Supplied data:
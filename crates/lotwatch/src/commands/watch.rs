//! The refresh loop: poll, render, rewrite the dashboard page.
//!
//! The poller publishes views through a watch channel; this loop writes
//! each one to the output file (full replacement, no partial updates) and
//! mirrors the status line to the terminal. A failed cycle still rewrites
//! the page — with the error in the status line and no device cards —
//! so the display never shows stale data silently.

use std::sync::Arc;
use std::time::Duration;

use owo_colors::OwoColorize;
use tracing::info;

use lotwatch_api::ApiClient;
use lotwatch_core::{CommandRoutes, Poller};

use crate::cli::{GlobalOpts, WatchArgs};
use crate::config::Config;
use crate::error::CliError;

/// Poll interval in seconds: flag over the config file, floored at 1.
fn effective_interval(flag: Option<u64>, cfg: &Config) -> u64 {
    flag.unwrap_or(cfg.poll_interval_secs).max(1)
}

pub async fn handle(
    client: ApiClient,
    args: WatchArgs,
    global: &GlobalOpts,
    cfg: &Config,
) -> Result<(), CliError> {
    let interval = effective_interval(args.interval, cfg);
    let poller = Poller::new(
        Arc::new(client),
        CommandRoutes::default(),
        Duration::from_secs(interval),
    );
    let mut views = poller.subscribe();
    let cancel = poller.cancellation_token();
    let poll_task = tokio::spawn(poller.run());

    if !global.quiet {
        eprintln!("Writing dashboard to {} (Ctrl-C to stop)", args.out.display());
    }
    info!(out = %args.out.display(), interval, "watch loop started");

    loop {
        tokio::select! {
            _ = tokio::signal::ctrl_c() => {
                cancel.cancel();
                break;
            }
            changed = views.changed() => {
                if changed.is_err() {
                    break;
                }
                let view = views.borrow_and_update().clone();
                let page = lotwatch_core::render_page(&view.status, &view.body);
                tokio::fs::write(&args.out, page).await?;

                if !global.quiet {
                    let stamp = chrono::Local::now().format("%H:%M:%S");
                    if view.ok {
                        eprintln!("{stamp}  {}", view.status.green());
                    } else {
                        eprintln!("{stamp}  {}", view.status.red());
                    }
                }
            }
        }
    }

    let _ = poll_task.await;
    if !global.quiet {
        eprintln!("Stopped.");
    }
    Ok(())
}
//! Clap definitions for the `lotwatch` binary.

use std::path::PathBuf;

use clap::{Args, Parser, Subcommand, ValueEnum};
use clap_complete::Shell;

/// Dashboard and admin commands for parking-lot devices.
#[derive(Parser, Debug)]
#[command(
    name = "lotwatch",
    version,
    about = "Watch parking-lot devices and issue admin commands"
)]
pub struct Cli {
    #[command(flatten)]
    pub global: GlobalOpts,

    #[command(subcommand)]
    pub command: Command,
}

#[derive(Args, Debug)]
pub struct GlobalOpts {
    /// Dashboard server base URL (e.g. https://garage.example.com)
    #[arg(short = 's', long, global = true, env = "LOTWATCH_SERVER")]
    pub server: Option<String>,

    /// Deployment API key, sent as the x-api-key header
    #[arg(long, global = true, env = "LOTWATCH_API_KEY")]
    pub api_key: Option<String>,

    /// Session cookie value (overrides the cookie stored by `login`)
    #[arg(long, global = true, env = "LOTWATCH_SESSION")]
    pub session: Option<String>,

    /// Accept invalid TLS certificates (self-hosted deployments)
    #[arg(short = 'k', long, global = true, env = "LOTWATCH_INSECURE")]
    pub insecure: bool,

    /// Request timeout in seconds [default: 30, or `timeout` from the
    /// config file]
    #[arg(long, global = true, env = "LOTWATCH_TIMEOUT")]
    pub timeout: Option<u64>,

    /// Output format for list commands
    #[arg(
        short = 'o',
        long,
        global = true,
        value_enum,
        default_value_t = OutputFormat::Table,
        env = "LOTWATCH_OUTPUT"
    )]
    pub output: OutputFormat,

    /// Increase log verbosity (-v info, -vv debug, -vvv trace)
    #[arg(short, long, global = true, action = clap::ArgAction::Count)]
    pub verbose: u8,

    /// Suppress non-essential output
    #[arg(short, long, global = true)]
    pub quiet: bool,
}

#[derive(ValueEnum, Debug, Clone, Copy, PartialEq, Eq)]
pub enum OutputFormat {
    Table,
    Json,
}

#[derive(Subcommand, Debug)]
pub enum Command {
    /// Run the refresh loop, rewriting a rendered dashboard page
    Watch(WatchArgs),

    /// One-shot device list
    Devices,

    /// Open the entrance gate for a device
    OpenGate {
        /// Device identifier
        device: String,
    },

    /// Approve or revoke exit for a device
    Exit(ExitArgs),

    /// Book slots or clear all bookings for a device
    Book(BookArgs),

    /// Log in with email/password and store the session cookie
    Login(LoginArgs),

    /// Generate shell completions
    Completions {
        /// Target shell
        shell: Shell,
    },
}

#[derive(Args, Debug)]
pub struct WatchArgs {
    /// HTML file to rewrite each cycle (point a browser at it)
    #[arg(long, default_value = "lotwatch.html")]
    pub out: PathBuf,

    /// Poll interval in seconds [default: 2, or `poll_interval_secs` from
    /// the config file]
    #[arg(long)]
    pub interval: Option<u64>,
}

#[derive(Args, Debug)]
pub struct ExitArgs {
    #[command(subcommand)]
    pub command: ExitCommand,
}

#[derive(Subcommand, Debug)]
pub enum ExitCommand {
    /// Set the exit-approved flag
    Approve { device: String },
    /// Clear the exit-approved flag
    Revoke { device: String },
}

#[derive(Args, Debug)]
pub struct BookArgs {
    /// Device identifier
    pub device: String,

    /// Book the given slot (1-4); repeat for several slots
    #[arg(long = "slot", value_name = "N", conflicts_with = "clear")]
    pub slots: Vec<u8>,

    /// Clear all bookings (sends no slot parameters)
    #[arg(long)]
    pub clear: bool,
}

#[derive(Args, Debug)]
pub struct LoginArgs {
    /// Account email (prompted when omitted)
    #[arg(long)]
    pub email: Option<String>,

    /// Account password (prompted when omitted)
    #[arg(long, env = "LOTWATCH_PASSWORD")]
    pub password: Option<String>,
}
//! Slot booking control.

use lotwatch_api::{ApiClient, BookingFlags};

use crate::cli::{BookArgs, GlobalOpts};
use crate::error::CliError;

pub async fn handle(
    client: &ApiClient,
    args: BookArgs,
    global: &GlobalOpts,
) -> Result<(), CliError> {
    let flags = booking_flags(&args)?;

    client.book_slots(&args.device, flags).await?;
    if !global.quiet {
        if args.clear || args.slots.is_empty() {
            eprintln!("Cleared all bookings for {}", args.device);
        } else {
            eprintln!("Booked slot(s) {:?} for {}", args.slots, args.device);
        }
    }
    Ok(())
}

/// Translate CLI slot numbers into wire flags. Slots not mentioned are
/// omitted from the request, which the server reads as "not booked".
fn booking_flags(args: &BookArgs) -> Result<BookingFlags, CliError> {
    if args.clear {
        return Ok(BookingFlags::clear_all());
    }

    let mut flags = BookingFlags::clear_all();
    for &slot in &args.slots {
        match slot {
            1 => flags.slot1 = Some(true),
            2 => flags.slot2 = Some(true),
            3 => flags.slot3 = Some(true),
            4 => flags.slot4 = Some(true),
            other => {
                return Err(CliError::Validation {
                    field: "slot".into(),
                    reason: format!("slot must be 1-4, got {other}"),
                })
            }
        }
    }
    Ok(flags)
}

Required action:
Set down the whole of the material again, exactly.

Your solution:
filename crates/lotwatch/src/commands/watch.rs
//! The refresh loop: poll, render, rewrite the dashboard page.
//!
//! The poller publishes views through a watch channel; this loop writes
//! each one to the output file (full replacement, no partial updates) and
//! mirrors the status line to the terminal. A failed cycle still rewrites
//! the page — with the error in the status line and no device cards —
//! so the display never shows stale data silently.

use std::sync::Arc;
use std::time::Duration;

use owo_colors::OwoColorize;
use tracing::info;

use lotwatch_api::ApiClient;
use lotwatch_core::{CommandRoutes, Poller};

use crate::cli::{GlobalOpts, WatchArgs};
use crate::config::Config;
use crate::error::CliError;

/// Poll interval in seconds: flag over the config file, floored at 1.
fn effective_interval(flag: Option<u64>, cfg: &Config) -> u64 {
    flag.unwrap_or(cfg.poll_interval_secs).max(1)
}

pub async fn handle(
    client: ApiClient,
    args: WatchArgs,
    global: &GlobalOpts,
    cfg: &Config,
) -> Result<(), CliError> {
    let interval = effective_interval(args.interval, cfg);
    let poller = Poller::new(
        Arc::new(client),
        CommandRoutes::default(),
        Duration::from_secs(interval),
    );
    let mut views = poller.subscribe();
    let cancel = poller.cancellation_token();
    let poll_task = tokio::spawn(poller.run());

    if !global.quiet {
        eprintln!("Writing dashboard to {} (Ctrl-C to stop)", args.out.display());
    }
    info!(out = %args.out.display(), interval, "watch loop started");

    loop {
        tokio::select! {
            _ = tokio::signal::ctrl_c() => {
                cancel.cancel();
                break;
            }
            changed = views.changed() => {
                if changed.is_err() {
                    break;
                }
                let view = views.borrow_and_update().clone();
                let page = lotwatch_core::render_page(&view.status, &view.body);
                tokio::fs::write(&args.out, page).await?;

                if !global.quiet {
                    let stamp = chrono::Local::now().format("%H:%M:%S");
                    if view.ok {
                        eprintln!("{stamp}  {}", view.status.green());
                    } else {
                        eprintln!("{stamp}  {}", view.status.red());
                    }
                }
            }
        }
    }

    let _ = poll_task.await;
    if !global.quiet {
        eprintln!("Stopped.");
    }
    Ok(())
}
//! Clap definitions for the `lotwatch` binary.

use std::path::PathBuf;

use clap::{Args, Parser, Subcommand, ValueEnum};
use clap_complete::Shell;

/// Dashboard and admin commands for parking-lot devices.
#[derive(Parser, Debug)]
#[command(
    name = "lotwatch",
    version,
    about = "Watch parking-lot devices and issue admin commands"
)]
pub struct Cli {
    #[command(flatten)]
    pub global: GlobalOpts,

    #[command(subcommand)]
    pub command: Command,
}

#[derive(Args, Debug)]
pub struct GlobalOpts {
    /// Dashboard server base URL (e.g. https://garage.example.com)
    #[arg(short = 's', long, global = true, env = "LOTWATCH_SERVER")]
    pub server: Option<String>,

    /// Deployment API key, sent as the x-api-key header
    #[arg(long, global = true, env = "LOTWATCH_API_KEY")]
    pub api_key: Option<String>,

    /// Session cookie value (overrides the cookie stored by `login`)
    #[arg(long, global = true, env = "LOTWATCH_SESSION")]
    pub session: Option<String>,

    /// Accept invalid TLS certificates (self-hosted deployments)
    #[arg(short = 'k', long, global = true, env = "LOTWATCH_INSECURE")]
    pub insecure: bool,

    /// Request timeout in seconds [default: 30, or `timeout` from the
    /// config file]
    #[arg(long, global = true, env = "LOTWATCH_TIMEOUT")]
    pub timeout: Option<u64>,

    /// Output format for list commands
    #[arg(
        short = 'o',
        long,
        global = true,
        value_enum,
        default_value_t = OutputFormat::Table,
        env = "LOTWATCH_OUTPUT"
    )]
    pub output: OutputFormat,

    /// Increase log verbosity (-v info, -vv debug, -vvv trace)
    #[arg(short, long, global = true, action = clap::ArgAction::Count)]
    pub verbose: u8,

    /// Suppress non-essential output
    #[arg(short, long, global = true)]
    pub quiet: bool,
}

#[derive(ValueEnum, Debug, Clone, Copy, PartialEq, Eq)]
pub enum OutputFormat {
    Table,
    Json,
}

#[derive(Subcommand, Debug)]
pub enum Command {
    /// Run the refresh loop, rewriting a rendered dashboard page
    Watch(WatchArgs),

    /// One-shot device list
    Devices,

    /// Open the entrance gate for a device
    OpenGate {
        /// Device identifier
        device: String,
    },

    /// Approve or revoke exit for a device
    Exit(ExitArgs),

    /// Book slots or clear all bookings for a device
    Book(BookArgs),

    /// Log in with email/password and store the session cookie
    Login(LoginArgs),

    /// Generate shell completions
    Completions {
        /// Target shell
        shell: Shell,
    },
}

#[derive(Args, Debug)]
pub struct WatchArgs {
    /// HTML file to rewrite each cycle (point a browser at it)
    #[arg(long, default_value = "lotwatch.html")]
    pub out: PathBuf,

    /// Poll interval in seconds [default: 2, or `poll_interval_secs` from
    /// the config file]
    #[arg(long)]
    pub interval: Option<u64>,
}

#[derive(Args, Debug)]
pub struct ExitArgs {
    #[command(subcommand)]
    pub command: ExitCommand,
}

#[derive(Subcommand, Debug)]
pub enum ExitCommand {
    /// Set the exit-approved flag
    Approve { device: String },
    /// Clear the exit-approved flag
    Revoke { device: String },
}

#[derive(Args, Debug)]
pub struct BookArgs {
    /// Device identifier
    pub device: String,

    /// Book the given slot (1-4); repeat for several slots
    #[arg(long = "slot", value_name = "N", conflicts_with = "clear")]
    pub slots: Vec<u8>,

    /// Clear all bookings (sends no slot parameters)
    #[arg(long)]
    pub clear: bool,
}

#[derive(Args, Debug)]
pub struct LoginArgs {
    /// Account email (prompted when omitted)
    #[arg(long)]
    pub email: Option<String>,

    /// Account password (prompted when omitted)
    #[arg(long, env = "LOTWATCH_PASSWORD")]
    pub password: Option<String>,
}
//! Slot booking control.

use lotwatch_api::{ApiClient, BookingFlags};

use crate::cli::{BookArgs, GlobalOpts};
use crate::error::CliError;

pub async fn handle(
    client: &ApiClient,
    args: BookArgs,
    global: &GlobalOpts,
) -> Result<(), CliError> {
    let flags = booking_flags(&args)?;

    client.book_slots(&args.device, flags).await?;
    if !global.quiet {
        if args.clear || args.slots.is_empty() {
            eprintln!("Cleared all bookings for {}", args.device);
        } else {
            eprintln!("Booked slot(s) {:?} for {}", args.slots, args.device);
        }
    }
    Ok(())
}

/// Translate CLI slot numbers into wire flags. Slots not mentioned are
/// omitted from the request, which the server reads as "not booked".
fn booking_flags(args: &BookArgs) -> Result<BookingFlags, CliError> {
    if args.clear {
        return Ok(BookingFlags::clear_all());
    }

    let mut flags = BookingFlags::clear_all();
    for &slot in &args.slots {
        match slot {
            1 => flags.slot1 = Some(true),
            2 => flags.slot2 = Some(true),
            3 => flags.slot3 = Some(true),
            4 => flags.slot4 = Some(true),
            other => {
                return Err(CliError::Validation {
                    field: "slot".into(),
                    reason: format!("slot must be 1-4, got {other}"),
                })
            }
        }
    }
    Ok(flags)
}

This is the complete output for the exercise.